* EXERCISE BRIEF:
Retype the entries below word for word, leaving none out.

[Saved entries]
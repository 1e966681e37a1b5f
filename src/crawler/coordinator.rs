//! Crawl engine - breadth-first walk of a single site
//!
//! This module contains the per-site crawl loop, including:
//! - Normalizing the submitted root URL
//! - Walking the frontier in discovery order up to the page limit
//! - Filtering discovered links into same-site paths
//! - Checkpointing progress to the store
//! - Ad-hoc single page scrapes

use crate::config::CrawlerConfig;
use crate::crawler::scheduler::{pace, Frontier};
use crate::crawler::PageFetcher;
use crate::state::{Progress, SiteStatus};
use crate::storage::{CrawlJob, SiteStore};
use crate::url::{filter_link, normalize_site_url};
use serde::{Deserialize, Serialize};
use std::sync::Arc;
use std::time::Duration;

/// Output for one successfully fetched page
#[derive(Debug, Clone, PartialEq, Eq, Serialize, Deserialize)]
pub struct PageResult {
    pub title: String,
    /// Absolute URL: scheme, authority and path
    pub url: String,
    /// Visible text with newlines replaced by spaces
    pub content: String,
}

/// Result of crawling one site
#[derive(Debug, Clone, Default)]
pub struct CrawlOutcome {
    /// Pages in the order they were visited
    pub pages: Vec<PageResult>,
    /// Last "visited/total" value, to be written with the final status
    pub progress: String,
}

/// Crawls sites through an injected fetcher, checkpointing to an injected store
///
/// One engine is shared by every worker; it holds no per-crawl state.
pub struct CrawlEngine {
    fetcher: Arc<dyn PageFetcher>,
    store: Arc<dyn SiteStore>,
    config: CrawlerConfig,
}

impl CrawlEngine {
    pub fn new(
        fetcher: Arc<dyn PageFetcher>,
        store: Arc<dyn SiteStore>,
        config: CrawlerConfig,
    ) -> Self {
        Self {
            fetcher,
            store,
            config,
        }
    }

    /// Crawls one site breadth-first
    ///
    /// # Crawl Loop
    ///
    /// 1. Normalize the root URL; a malformed root fails the crawl
    /// 2. Seed the frontier with the root page (the empty path)
    /// 3. For each frontier entry while under the page limit:
    ///    - wait the request delay, then fetch with the page timeout
    ///    - on error, log and move on to the next entry
    ///    - on success, record the page and queue its same-site links
    ///    - update progress, writing it to the store every fifth page
    ///
    /// A job without a URL visits nothing and succeeds with no pages.
    ///
    /// # Returns
    ///
    /// * `Ok(CrawlOutcome)` - Pages visited and the last progress value
    /// * `Err(HarvestError)` - The root URL could not be parsed
    pub async fn crawl(&self, job: &CrawlJob) -> crate::Result<CrawlOutcome> {
        let mut outcome = CrawlOutcome {
            pages: Vec::new(),
            progress: job.progress.clone(),
        };

        if job.url.trim().is_empty() {
            tracing::info!(job_id = job.id, "Site has no URL, nothing to crawl");
            return Ok(outcome);
        }

        let root = normalize_site_url(&job.url)?;
        let mut frontier = Frontier::with_root();

        let mut index = 0;
        while index < frontier.len() && index < self.config.page_limit {
            let Some(path) = frontier.get(index).map(str::to_string) else {
                break;
            };
            let page_url = root.page_url(&path);

            pace(self.config.request_delay()).await;

            let page = match self
                .fetcher
                .fetch(&page_url, self.config.page_timeout())
                .await
            {
                Ok(page) => page,
                Err(e) => {
                    tracing::warn!(job_id = job.id, url = %page_url, error = %e, "Failed to load page");
                    index += 1;
                    continue;
                }
            };

            tracing::debug!(job_id = job.id, url = %page_url, "Visited page");

            for anchor in &page.anchors {
                if let Some(link) = filter_link(anchor, &root, &self.config.avoided_extensions) {
                    if frontier.push(link) {
                        tracing::debug!(job_id = job.id, link = %anchor, "Queued link");
                    }
                }
            }

            outcome.pages.push(PageResult {
                title: page.title,
                url: page_url,
                content: collapse_newlines(&page.text),
            });

            let progress = Progress::after(index, frontier.len());
            outcome.progress = progress.to_string();

            if Progress::is_checkpoint(index) {
                if let Err(e) =
                    self.store
                        .update_status(job.id, SiteStatus::Processing, &outcome.progress)
                {
                    tracing::error!(job_id = job.id, error = %e, "Failed to checkpoint progress");
                }
            }

            index += 1;
        }

        tracing::info!(
            job_id = job.id,
            url = %job.url,
            pages = outcome.pages.len(),
            progress = %outcome.progress,
            "Crawl finished"
        );

        Ok(outcome)
    }
}

/// Fetches one page for an ad-hoc scrape
///
/// `http://` is prepended when the URL has no scheme. Any failure yields
/// `None`; nothing is persisted.
pub async fn scrape_page(
    fetcher: &dyn PageFetcher,
    url: &str,
    timeout: Duration,
) -> Option<PageResult> {
    let trimmed = url.trim();
    if trimmed.is_empty() {
        return None;
    }

    let lower = trimmed.to_ascii_lowercase();
    let target = if lower.starts_with("http://") || lower.starts_with("https://") {
        trimmed.to_string()
    } else {
        format!("http://{}", trimmed)
    };

    match fetcher.fetch(&target, timeout).await {
        Ok(page) => Some(PageResult {
            title: page.title,
            url: target,
            content: collapse_newlines(&page.text),
        }),
        Err(e) => {
            tracing::warn!(url = %target, error = %e, "Ad-hoc scrape failed");
            None
        }
    }
}

/// Replaces every line break with a single space
fn collapse_newlines(text: &str) -> String {
    text.replace("\r\n", " ").replace('\n', " ")
}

* RESULT OF THE TASK:
repository 1e966681e37a1b5f
filename src/crawler/coordinator.rs
//! Crawl engine - breadth-first walk of a single site
//!
//! This module contains the per-site crawl loop, including:
//! - Normalizing the submitted root URL
//! - Walking the frontier in discovery order up to the page limit
//! - Filtering discovered links into same-site paths
//! - Checkpointing progress to the store
//! - Ad-hoc single page scrapes

use crate::config::CrawlerConfig;
use crate::crawler::scheduler::{pace, Frontier};
use crate::crawler::PageFetcher;
use crate::state::{Progress, SiteStatus};
use crate::storage::{CrawlJob, SiteStore};
use crate::url::{filter_link, normalize_site_url};
use serde::{Deserialize, Serialize};
use std::sync::Arc;
use std::time::Duration;

/// Output for one successfully fetched page
#[derive(Debug, Clone, PartialEq, Eq, Serialize, Deserialize)]
pub struct PageResult {
    pub title: String,
    /// Absolute URL: scheme, authority and path
    pub url: String,
    /// Visible text with newlines replaced by spaces
    pub content: String,
}

/// Result of crawling one site
#[derive(Debug, Clone, Default)]
pub struct CrawlOutcome {
    /// Pages in the order they were visited
    pub pages: Vec<PageResult>,
    /// Last "visited/total" value, to be written with the final status
    pub progress: String,
}

/// Crawls sites through an injected fetcher, checkpointing to an injected store
///
/// One engine is shared by every worker; it holds no per-crawl state.
pub struct CrawlEngine {
    fetcher: Arc<dyn PageFetcher>,
    store: Arc<dyn SiteStore>,
    config: CrawlerConfig,
}

impl CrawlEngine {
    pub fn new(
        fetcher: Arc<dyn PageFetcher>,
        store: Arc<dyn SiteStore>,
        config: CrawlerConfig,
    ) -> Self {
        Self {
            fetcher,
            store,
            config,
        }
    }

    /// Crawls one site breadth-first
    ///
    /// # Crawl Loop
    ///
    /// 1. Normalize the root URL; a malformed root fails the crawl
    /// 2. Seed the frontier with the root page (the empty path)
    /// 3. For each frontier entry while under the page limit:
    ///    - wait the request delay, then fetch with the page timeout
    ///    - on error, log and move on to the next entry
    ///    - on success, record the page and queue its same-site links
    ///    - update progress, writing it to the store every fifth page
    ///
    /// A job without a URL visits nothing and succeeds with no pages.
    ///
    /// # Returns
    ///
    /// * `Ok(CrawlOutcome)` - Pages visited and the last progress value
    /// * `Err(HarvestError)` - The root URL could not be parsed
    pub async fn crawl(&self, job: &CrawlJob) -> crate::Result<CrawlOutcome> {
        let mut outcome = CrawlOutcome {
            pages: Vec::new(),
            progress: job.progress.clone(),
        };

        if job.url.trim().is_empty() {
            tracing::info!(job_id = job.id, "Site has no URL, nothing to crawl");
            return Ok(outcome);
        }

        let root = normalize_site_url(&job.url)?;
        let mut frontier = Frontier::with_root();

        let mut index = 0;
        while index < frontier.len() && index < self.config.page_limit {
            let Some(path) = frontier.get(index).map(str::to_string) else {
                break;
            };
            let page_url = root.page_url(&path);

            pace(self.config.request_delay()).await;

            let page = match self
                .fetcher
                .fetch(&page_url, self.config.page_timeout())
                .await
            {
                Ok(page) => page,
                Err(e) => {
                    tracing::warn!(job_id = job.id, url = %page_url, error = %e, "Failed to load page");
                    index += 1;
                    continue;
                }
            };

            tracing::debug!(job_id = job.id, url = %page_url, "Visited page");

            for anchor in &page.anchors {
                if let Some(link) = filter_link(anchor, &root, &self.config.avoided_extensions) {
                    if frontier.push(link) {
                        tracing::debug!(job_id = job.id, link = %anchor, "Queued link");
                    }
                }
            }

            outcome.pages.push(PageResult {
                title: page.title,
                url: page_url,
                content: collapse_newlines(&page.text),
            });

            let progress = Progress::after(index, frontier.len());
            outcome.progress = progress.to_string();

            if Progress::is_checkpoint(index) {
                if let Err(e) =
                    self.store
                        .update_status(job.id, SiteStatus::Processing, &outcome.progress)
                {
                    tracing::error!(job_id = job.id, error = %e, "Failed to checkpoint progress");
                }
            }

            index += 1;
        }

        tracing::info!(
            job_id = job.id,
            url = %job.url,
            pages = outcome.pages.len(),
            progress = %outcome.progress,
            "Crawl finished"
        );

        Ok(outcome)
    }
}

/// Fetches one page for an ad-hoc scrape
///
/// `http://` is prepended when the URL has no scheme. Any failure yields
/// `None`; nothing is persisted.
pub async fn scrape_page(
    fetcher: &dyn PageFetcher,
    url: &str,
    timeout: Duration,
) -> Option<PageResult> {
    let trimmed = url.trim();
    if trimmed.is_empty() {
        return None;
    }

    let lower = trimmed.to_ascii_lowercase();
    let target = if lower.starts_with("http://") || lower.starts_with("https://") {
        trimmed.to_string()
    } else {
        format!("http://{}", trimmed)
    };

    match fetcher.fetch(&target, timeout).await {
        Ok(page) => Some(PageResult {
            title: page.title,
            url: target,
            content: collapse_newlines(&page.text),
        }),
        Err(e) => {
            tracing::warn!(url = %target, error = %e, "Ad-hoc scrape failed");
            None
        }
    }
}

/// Replaces every line break with a single space
fn collapse_newlines(text: &str) -> String {
    text.replace("\r\n", " ").replace('\n', " ")
}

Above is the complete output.